The seconds passed. Then the minutes. The young woman had opened and closed her eyes several times, wincing, turning her head, before settling down. Unfortunately, instead of calm, she settled down into panic. He could almost guess what was inside her head. Over the green turf and hanging on the table corner were his sprawled, ink-blotted notes. The quill broke on the tip and at least three papers were crumpled or torn.

Oh, dear.

It was not after five minutes later after another round of fervent apologies, assurance that it was okay, and of course, picking the papers up that the maid finally managed to ramble something coherent.

“Lost?”

“Yes, young master, only children and [Gardeners] allowed on the garden. Otherwise, you’ll be lost…”

“...what kind of ‘lost’ here?” he said, making an air quote. He meant the garden like what, thirty by thirty?

“You wouldn’t be able to talk or move, young master…” she fiddled her thumb. “You’d just ...dream. Not capable doing anything…”

What??

“My previous lady had a neighbor, Lady Fair. Her housekeeper Mrs. Morte was staring at the thing. And — and she got lost,” she said almost whispering. As if whatever lurked on the terrarium could hear her.

“The maid must feed her, bathe her, clothe her when she was dreaming. They even had to help the old woman with — with ...her business, young master.” she winced at the last part.

“That — that.” he stiffen. “Are you sure Clar and Leo fine???” he almost turned his head. “That dangerous! I—if you know that, why would you let them play there?!” his voice rose, almost screaming.

“It — it was fine, young master!” the maid bowed even deeper. “The spirits like children. They wouldn’t do anything to Clar...” she said.

“Like children?”

“Yes!”

“...all right,” he said. “All right…”

“But t—that still dangerous. Why would the town let something like that stood so openly?”
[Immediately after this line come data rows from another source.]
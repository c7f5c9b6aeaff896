use axum::{
    Json, Router,
    extract::{Path, Query, State},
    routing::get,
};
use uuid::Uuid;

use crate::{
    dto::restaurants::{RestaurantDetail, RestaurantList},
    error::AppResult,
    middleware::auth::AuthUser,
    response::ApiResponse,
    routes::params::Pagination,
    services::restaurant_service,
    state::AppState,
};

pub fn router() -> Router<AppState> {
    Router::new()
        .route("/", get(list_restaurants))
        .route("/{id}", get(get_restaurant))
}

#[utoipa::path(
    get,
    path = "/api/restaurants",
    params(
        ("page" = Option<i64>, Query, description = "Page number, default 1"),
        ("per_page" = Option<i64>, Query, description = "Items per page, default 20")
    ),
    responses(
        (status = 200, description = "List restaurants", body = ApiResponse<RestaurantList>),
        (status = 401, description = "Not signed in")
    ),
    security(("session_cookie" = []), ("bearer_auth" = [])),
    tag = "Restaurants"
)]
pub async fn list_restaurants(
    State(state): State<AppState>,
    user: AuthUser,
    Query(pagination): Query<Pagination>,
) -> AppResult<Json<ApiResponse<RestaurantList>>> {
    let resp = restaurant_service::list_restaurants(&state, &user, pagination).await?;
    Ok(Json(resp))
}

#[utoipa::path(
    get,
    path = "/api/restaurants/{id}",
    params(
        ("id" = Uuid, Path, description = "Restaurant ID")
    ),
    responses(
        (status = 200, description = "Restaurant with comments", body = ApiResponse<RestaurantDetail>),
        (status = 404, description = "Restaurant didn't exist")
    ),
    security(("session_cookie" = []), ("bearer_auth" = [])),
    tag = "Restaurants"
)]
pub async fn get_restaurant(
    State(state): State<AppState>,
    user: AuthUser,
    Path(id): Path<Uuid>,
) -> AppResult<Json<ApiResponse<RestaurantDetail>>> {
    let resp = restaurant_service::get_restaurant(&state, &user, id).await?;
    Ok(Json(resp))
}
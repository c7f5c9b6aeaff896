use sea_orm::entity::prelude::*;

#[derive(Clone, Debug, PartialEq, DeriveEntityModel)]
#[sea_orm(table_name = "likes")]
pub struct Model {
    #[sea_orm(primary_key, auto_increment = false)]
    pub id: Uuid,
    pub user_id: Uuid,
    pub restaurant_id: Uuid,
    pub created_at: DateTimeWithTimeZone,
}

#[derive(Copy, Clone, Debug, EnumIter, DeriveRelation)]
pub enum Relation {
    #[sea_orm(
        belongs_to = "super::users::Entity",
        from = "Column::UserId",
        to = "super::users::Column::Id",
        on_delete = "Cascade"
    )]
    Users,
    #[sea_orm(
        belongs_to = "super::restaurants::Entity",
        from = "Column::RestaurantId",
        to = "super::restaurants::Column::Id",
        on_delete = "Cascade"
    )]
    Restaurants,
}

impl Related<super::users::Entity> for Entity {
    fn to() -> RelationDef {
        Relation::Users.def()
    }
}

impl Related<super::restaurants::Entity> for Entity {
    fn to() -> RelationDef {
        Relation::Restaurants.def()
    }
}

impl ActiveModelBehavior for ActiveModel {}
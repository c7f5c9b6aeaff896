use axum::{
    Json, Router,
    extract::DefaultBodyLimit,
    http::{HeaderName, Request, Response, StatusCode, Uri},
    routing::get,
};
use tower::limit::ConcurrencyLimitLayer;
use tower_http::limit::RequestBodyLimitLayer;
use tower_http::request_id::{MakeRequestUuid, PropagateRequestIdLayer, SetRequestIdLayer};
use tower_http::services::ServeDir;
use tower_http::trace::TraceLayer;
use tracing_subscriber::{layer::SubscriberExt, util::SubscriberInitExt};

use std::{net::SocketAddr, time::Duration};

use restaurant_forum::{
    config::AppConfig,
    db::{create_pool, run_migrations},
    response::{ApiResponse, Meta},
    routes::{create_api_router, doc::scalar_docs, health},
    state::AppState,
    upload::UPLOAD_ROUTE,
};

#[tokio::main]
async fn main() -> anyhow::Result<()> {
    dotenvy::dotenv().ok();
    tracing_subscriber::registry()
        .with(
            tracing_subscriber::EnvFilter::try_from_default_env()
                .unwrap_or_else(|_| "info,restaurant_forum=debug".into()),
        )
        .with(tracing_subscriber::fmt::layer())
        .init();

    let config = AppConfig::from_env()?;
    let pool = create_pool(&config.database_url).await?;
    run_migrations(&pool).await?;
    tokio::fs::create_dir_all(&config.upload_dir).await?;

    let addr = SocketAddr::from((config.host.parse::<std::net::IpAddr>()?, config.port));
    let body_limit = config.max_upload_bytes;
    let upload_dir = config.upload_dir.clone();
    let state = AppState::new(pool, config);

    let api_router = create_api_router();
    let concurrency_limit_layer = ConcurrencyLimitLayer::new(100);

    let request_id_header = HeaderName::from_static("x-request-id");
    let trace_layer = TraceLayer::new_for_http()
        .make_span_with(|request: &Request<_>| {
            let request_id = request
                .headers()
                .get("x-request-id")
                .and_then(|value| value.to_str().ok())
                .unwrap_or("-");
            tracing::info_span!(
                "http_request",
                method = %request.method(),
                uri = %request.uri(),
                request_id = %request_id
            )
        })
        .on_request(|request: &Request<_>, _span: &tracing::Span| {
            tracing::info!(
                method = %request.method(),
                uri = %request.uri(),
                "request started"
            );
        })
        .on_response(|response: &Response<_>, latency: Duration, _span: &tracing::Span| {
            tracing::info!(
                status = %response.status(),
                ms = %latency.as_millis(),
                "request finished"
            );
        });

    let app = Router::new()
        .route("/health", get(health::health_check))
        .nest("/api", api_router)
        .nest_service(UPLOAD_ROUTE, ServeDir::new(upload_dir))
        .merge(scalar_docs())
        .fallback(not_found)
        .layer(trace_layer)
        .layer(PropagateRequestIdLayer::new(request_id_header.clone()))
        .layer(SetRequestIdLayer::new(request_id_header, MakeRequestUuid))
        .layer(DefaultBodyLimit::max(body_limit))
        .layer(RequestBodyLimitLayer::new(body_limit))
        .layer(concurrency_limit_layer)
        .with_state(state);

    tracing::info!("listening on {}", addr);

    axum::serve(tokio::net::TcpListener::bind(addr).await?, app).await?;

    Ok(())
}

async fn not_found(uri: Uri) -> (StatusCode, Json<ApiResponse<serde_json::Value>>) {
    let body = ApiResponse::success(
        "Not Found",
        serde_json::json!({ "path": uri.path() }),
        Some(Meta::empty()),
    );
    (StatusCode::NOT_FOUND, Json(body))
}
“...most people only gone for three days, young master. And it was pleasant dream, not nightmare. That was why the spirit was tolerated. And the place was useful in a way. Something about the magic on the place, I don’t really know young master, just what the Town officials said.”

“Okay… But — but wait.” he rapidly touching his chin. “I saw it, Jeane. I saw it for ten minutes — sorry, two wicks.” he checked his [Internal Clock]. “And I sure wasn’t lost.”

“That because he over thirty five, girl.”

He almost jumped. Behind him as he swiveled was a woman. Middle-aged almost in her forties. Her robe was flowing green, her voice clipped. In her hand was a walking stick made of dark wood.

“Servants this day.” she shook her head, squinting toward Jeane. “You should have managed your master better.”